[TASK INPUT]
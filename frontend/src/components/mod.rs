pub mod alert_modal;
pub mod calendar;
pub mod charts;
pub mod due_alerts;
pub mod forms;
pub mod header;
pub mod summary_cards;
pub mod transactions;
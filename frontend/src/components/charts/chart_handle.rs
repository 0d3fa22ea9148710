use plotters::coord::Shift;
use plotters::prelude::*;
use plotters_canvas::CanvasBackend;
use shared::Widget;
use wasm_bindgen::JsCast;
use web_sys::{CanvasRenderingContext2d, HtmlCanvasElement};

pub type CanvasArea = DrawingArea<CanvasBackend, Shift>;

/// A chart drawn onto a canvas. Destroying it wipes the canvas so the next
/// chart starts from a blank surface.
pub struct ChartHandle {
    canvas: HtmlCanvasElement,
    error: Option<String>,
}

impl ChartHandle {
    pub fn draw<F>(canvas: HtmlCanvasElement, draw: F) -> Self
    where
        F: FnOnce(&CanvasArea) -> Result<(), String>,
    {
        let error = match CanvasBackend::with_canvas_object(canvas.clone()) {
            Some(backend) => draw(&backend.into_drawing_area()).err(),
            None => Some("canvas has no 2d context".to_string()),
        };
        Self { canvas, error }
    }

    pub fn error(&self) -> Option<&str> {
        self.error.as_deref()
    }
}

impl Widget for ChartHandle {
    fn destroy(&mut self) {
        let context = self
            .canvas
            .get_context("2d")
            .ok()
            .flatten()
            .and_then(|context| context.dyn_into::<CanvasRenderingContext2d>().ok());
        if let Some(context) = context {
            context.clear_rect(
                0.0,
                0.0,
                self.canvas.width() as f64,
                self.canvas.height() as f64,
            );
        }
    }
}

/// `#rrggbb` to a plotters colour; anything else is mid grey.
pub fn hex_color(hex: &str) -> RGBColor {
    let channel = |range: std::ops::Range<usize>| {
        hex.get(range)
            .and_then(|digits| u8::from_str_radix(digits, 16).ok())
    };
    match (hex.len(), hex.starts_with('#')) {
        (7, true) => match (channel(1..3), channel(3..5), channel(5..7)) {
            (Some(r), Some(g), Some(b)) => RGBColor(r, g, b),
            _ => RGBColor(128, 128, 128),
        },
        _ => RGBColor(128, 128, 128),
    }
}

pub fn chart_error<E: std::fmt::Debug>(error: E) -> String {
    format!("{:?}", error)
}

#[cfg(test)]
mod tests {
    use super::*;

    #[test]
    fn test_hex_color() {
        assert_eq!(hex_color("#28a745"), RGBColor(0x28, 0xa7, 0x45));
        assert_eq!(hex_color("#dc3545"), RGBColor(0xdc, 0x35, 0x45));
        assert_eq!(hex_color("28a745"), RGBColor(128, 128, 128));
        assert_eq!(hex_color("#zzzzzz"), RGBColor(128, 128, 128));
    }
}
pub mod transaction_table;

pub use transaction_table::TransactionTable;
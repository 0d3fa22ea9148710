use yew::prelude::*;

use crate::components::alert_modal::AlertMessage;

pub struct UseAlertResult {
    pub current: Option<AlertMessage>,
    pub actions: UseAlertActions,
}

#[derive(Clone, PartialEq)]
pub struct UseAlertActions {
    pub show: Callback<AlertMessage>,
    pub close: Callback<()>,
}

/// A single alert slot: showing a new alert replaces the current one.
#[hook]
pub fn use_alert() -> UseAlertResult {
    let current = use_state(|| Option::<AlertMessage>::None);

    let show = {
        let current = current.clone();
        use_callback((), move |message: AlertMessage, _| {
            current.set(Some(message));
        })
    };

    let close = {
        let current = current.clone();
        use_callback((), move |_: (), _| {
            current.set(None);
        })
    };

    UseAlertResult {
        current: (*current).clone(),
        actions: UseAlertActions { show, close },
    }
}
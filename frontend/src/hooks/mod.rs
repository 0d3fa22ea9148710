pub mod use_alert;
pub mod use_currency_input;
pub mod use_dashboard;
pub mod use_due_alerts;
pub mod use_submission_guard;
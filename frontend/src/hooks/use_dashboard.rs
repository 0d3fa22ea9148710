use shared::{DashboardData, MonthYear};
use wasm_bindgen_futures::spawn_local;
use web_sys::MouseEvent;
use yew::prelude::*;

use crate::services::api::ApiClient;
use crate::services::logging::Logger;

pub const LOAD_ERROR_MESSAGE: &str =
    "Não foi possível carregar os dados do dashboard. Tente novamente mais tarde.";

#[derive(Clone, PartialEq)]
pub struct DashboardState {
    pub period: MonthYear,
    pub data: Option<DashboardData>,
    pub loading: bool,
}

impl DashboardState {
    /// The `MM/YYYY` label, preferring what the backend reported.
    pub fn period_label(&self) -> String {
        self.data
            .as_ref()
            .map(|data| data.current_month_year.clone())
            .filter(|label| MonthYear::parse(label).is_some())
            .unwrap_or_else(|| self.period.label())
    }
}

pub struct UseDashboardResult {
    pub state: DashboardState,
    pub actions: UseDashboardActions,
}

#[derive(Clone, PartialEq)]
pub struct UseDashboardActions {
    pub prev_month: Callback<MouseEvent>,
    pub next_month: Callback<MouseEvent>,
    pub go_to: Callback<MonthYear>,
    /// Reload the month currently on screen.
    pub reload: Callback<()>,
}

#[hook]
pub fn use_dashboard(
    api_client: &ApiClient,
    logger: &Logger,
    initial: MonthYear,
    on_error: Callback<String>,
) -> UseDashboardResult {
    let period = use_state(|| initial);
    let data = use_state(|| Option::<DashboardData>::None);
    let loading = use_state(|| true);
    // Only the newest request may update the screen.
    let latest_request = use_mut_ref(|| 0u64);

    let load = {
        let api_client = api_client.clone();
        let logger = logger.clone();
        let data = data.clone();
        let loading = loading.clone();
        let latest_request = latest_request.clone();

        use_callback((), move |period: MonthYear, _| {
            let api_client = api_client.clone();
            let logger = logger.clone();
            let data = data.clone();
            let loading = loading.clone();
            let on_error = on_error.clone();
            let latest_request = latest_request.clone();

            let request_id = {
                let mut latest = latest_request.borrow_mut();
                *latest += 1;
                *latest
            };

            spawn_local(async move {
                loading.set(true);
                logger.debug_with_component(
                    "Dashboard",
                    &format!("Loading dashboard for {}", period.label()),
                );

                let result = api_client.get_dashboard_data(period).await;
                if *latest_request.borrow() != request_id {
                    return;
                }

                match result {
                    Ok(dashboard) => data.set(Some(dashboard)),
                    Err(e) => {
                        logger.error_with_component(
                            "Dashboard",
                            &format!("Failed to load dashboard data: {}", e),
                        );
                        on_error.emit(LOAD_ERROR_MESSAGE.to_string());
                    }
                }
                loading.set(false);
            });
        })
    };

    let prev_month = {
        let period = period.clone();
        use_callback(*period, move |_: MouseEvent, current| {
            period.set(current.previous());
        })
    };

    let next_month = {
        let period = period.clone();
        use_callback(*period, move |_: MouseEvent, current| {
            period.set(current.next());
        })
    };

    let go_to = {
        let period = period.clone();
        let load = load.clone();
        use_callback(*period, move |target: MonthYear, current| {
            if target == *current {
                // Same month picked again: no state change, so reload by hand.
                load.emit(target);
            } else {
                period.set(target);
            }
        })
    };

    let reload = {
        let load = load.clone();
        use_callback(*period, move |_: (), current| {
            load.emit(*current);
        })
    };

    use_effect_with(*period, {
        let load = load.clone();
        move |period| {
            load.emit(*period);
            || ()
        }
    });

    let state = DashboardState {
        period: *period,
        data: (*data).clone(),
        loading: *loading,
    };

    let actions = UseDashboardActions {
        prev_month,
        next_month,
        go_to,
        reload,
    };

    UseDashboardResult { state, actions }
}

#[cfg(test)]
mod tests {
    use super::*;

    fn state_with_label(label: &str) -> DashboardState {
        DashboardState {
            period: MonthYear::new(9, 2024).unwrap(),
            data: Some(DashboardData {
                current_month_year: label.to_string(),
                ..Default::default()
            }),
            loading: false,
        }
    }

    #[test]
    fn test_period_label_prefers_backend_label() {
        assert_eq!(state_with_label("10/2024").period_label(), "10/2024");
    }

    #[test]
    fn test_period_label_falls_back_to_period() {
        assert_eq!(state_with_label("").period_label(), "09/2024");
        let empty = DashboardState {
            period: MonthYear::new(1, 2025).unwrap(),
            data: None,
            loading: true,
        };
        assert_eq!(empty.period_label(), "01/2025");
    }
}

[GOAL OF THE EXERCISE] Here the job is to set down exactly the lines of the material above that fall between the one with "pub struct UseAlertResult" and the one with "use_callback((), move |message: AlertMessage, _|", inclusive, and nothing beyond them.

[RESULT FOR THIS TASK]
pub struct UseAlertResult {
    pub current: Option<AlertMessage>,
    pub actions: UseAlertActions,
}

#[derive(Clone, PartialEq)]
pub struct UseAlertActions {
    pub show: Callback<AlertMessage>,
    pub close: Callback<()>,
}

/// A single alert slot: showing a new alert replaces the current one.
#[hook]
pub fn use_alert() -> UseAlertResult {
    let current = use_state(|| Option::<AlertMessage>::None);

    let show = {
        let current = current.clone();
        use_callback((), move |message: AlertMessage, _| {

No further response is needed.